Early clinical trials "tend to enroll relatively healthy white males but few children, women, minorities and older patients" -- a disparity that can result in research that "ignores biological differences that cause people of varying ages, genders and ethnicities to react differently to therapies," the Baltimore Sun reports.
According to the Sun, "therapies that perform well in clinical trials often prove less effective -- and sometimes more dangerous -- when put to widespread use," according to the Sun. In addition, some trials might not show any benefits for white males, but the therapies might be helpful to minorities.
Rita Redberg, a cardiologist at the University of California-San Francisco, said, "We are extrapolating from a clinical-trial population that looks nothing like the general population." According to a 2001 FDA study of 185 drug trials that took place between 1995 and 2000, half of the participants were women, while the proportion of blacks in enrolled trials declined from 9% in 1995 to 6% in 1999. The study found that few other minorities participated in clinical trials and that the number of Hispanic participants was particularly low.

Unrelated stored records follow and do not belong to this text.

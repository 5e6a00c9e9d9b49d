//! Interceptor capabilities.
//!
//! Two variants exist: a [`TypeInterceptor`] swaps the type being built for
//! a substitute before construction, an [`InstanceInterceptor`] wraps a value
//! after it is built. [`Interceptor`] tags which variant a policy carries.

use std::fmt;
use std::sync::Arc;

use crate::behavior::Behavior;
use crate::component::Instance;
use crate::error::BuildError;
use crate::types::{InterfaceSet, Type, TypeInfo};

mod subclass;
mod wrapper;

pub use subclass::SubclassInterceptor;
pub use wrapper::WrapperInterceptor;

/// Intercepts by building a substitute type in place of the requested one.
pub trait TypeInterceptor: Send + Sync {
	fn name(&self) -> &str;

	fn can_intercept(&self, ty: &TypeInfo) -> bool;

	/// Returns a type that can be built in place of `ty` and exposes
	/// `interfaces` in addition to everything `ty` exposes.
	///
	/// Values built from the substitute must expose the
	/// [`InterceptingProxy`](crate::InterceptingProxy) capability.
	fn create_proxy_type(&self, ty: &Type, interfaces: &InterfaceSet) -> Result<Type, BuildError>;
}

/// Intercepts by wrapping an already built value.
pub trait InstanceInterceptor: Send + Sync {
	fn name(&self) -> &str;

	fn can_intercept(&self, ty: &TypeInfo) -> bool;

	/// Wraps `instance`, seen as `ty`, so calls run through `behaviors`.
	fn wrap(
		&self,
		ty: &Type,
		instance: Instance,
		behaviors: Vec<Behavior>,
		interfaces: &InterfaceSet,
	) -> Result<Instance, BuildError>;
}

/// An interceptor of either variant.
#[derive(Clone)]
pub enum Interceptor {
	Type(Arc<dyn TypeInterceptor>),
	Instance(Arc<dyn InstanceInterceptor>),
}

impl Interceptor {
	pub fn of_type(interceptor: impl TypeInterceptor + 'static) -> Self {
		Self::Type(Arc::new(interceptor))
	}

	pub fn of_instance(interceptor: impl InstanceInterceptor + 'static) -> Self {
		Self::Instance(Arc::new(interceptor))
	}

	pub fn name(&self) -> &str {
		match self {
			Self::Type(i) => i.name(),
			Self::Instance(i) => i.name(),
		}
	}

	pub fn can_intercept(&self, ty: &TypeInfo) -> bool {
		match self {
			Self::Type(i) => i.can_intercept(ty),
			Self::Instance(i) => i.can_intercept(ty),
		}
	}

	pub fn as_type(&self) -> Option<&Arc<dyn TypeInterceptor>> {
		match self {
			Self::Type(i) => Some(i),
			Self::Instance(_) => None,
		}
	}

	pub fn as_instance(&self) -> Option<&Arc<dyn InstanceInterceptor>> {
		match self {
			Self::Instance(i) => Some(i),
			Self::Type(_) => None,
		}
	}
}

impl fmt::Debug for Interceptor {
	fn fmt(&self, f: &mut fmt::Formatter<'_>) -> fmt::Result {
		match self {
			Self::Type(i) => write!(f, "Interceptor::Type({})", i.name()),
			Self::Instance(i) => write!(f, "Interceptor::Instance({})", i.name()),
		}
	}
}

According to experts, women of childbearing age are reluctant to participate in clinical trials because of possible harm to developing fetuses, while blacks "tend to be generally more distrustful of the medical establishment than other groups," and older patients are more likely to have multiple conditions, complicating the results of the study, the Sun reports.
The sampling problem "puts the FDA, Medicare and private insurers in the difficult position of using narrowly focused data to decide which drugs will be used in a broad population of patients," according to the Sun. Congress in 1993 passed a law that encourages federally funded trials to include women and minorities, and FDA has begun encouraging companies to report gender- and race-specific trial data.
Terry Eigo, director of the FDA's Office of Special Health Issues, said, "The message is that we encourage diversity in research." She added that the agency does not mandate sampling diversity because if it "required substantial numbers of people in every subgroup, the size of the trials would be massive," and it is "likely that the benefits would not be worth the cost".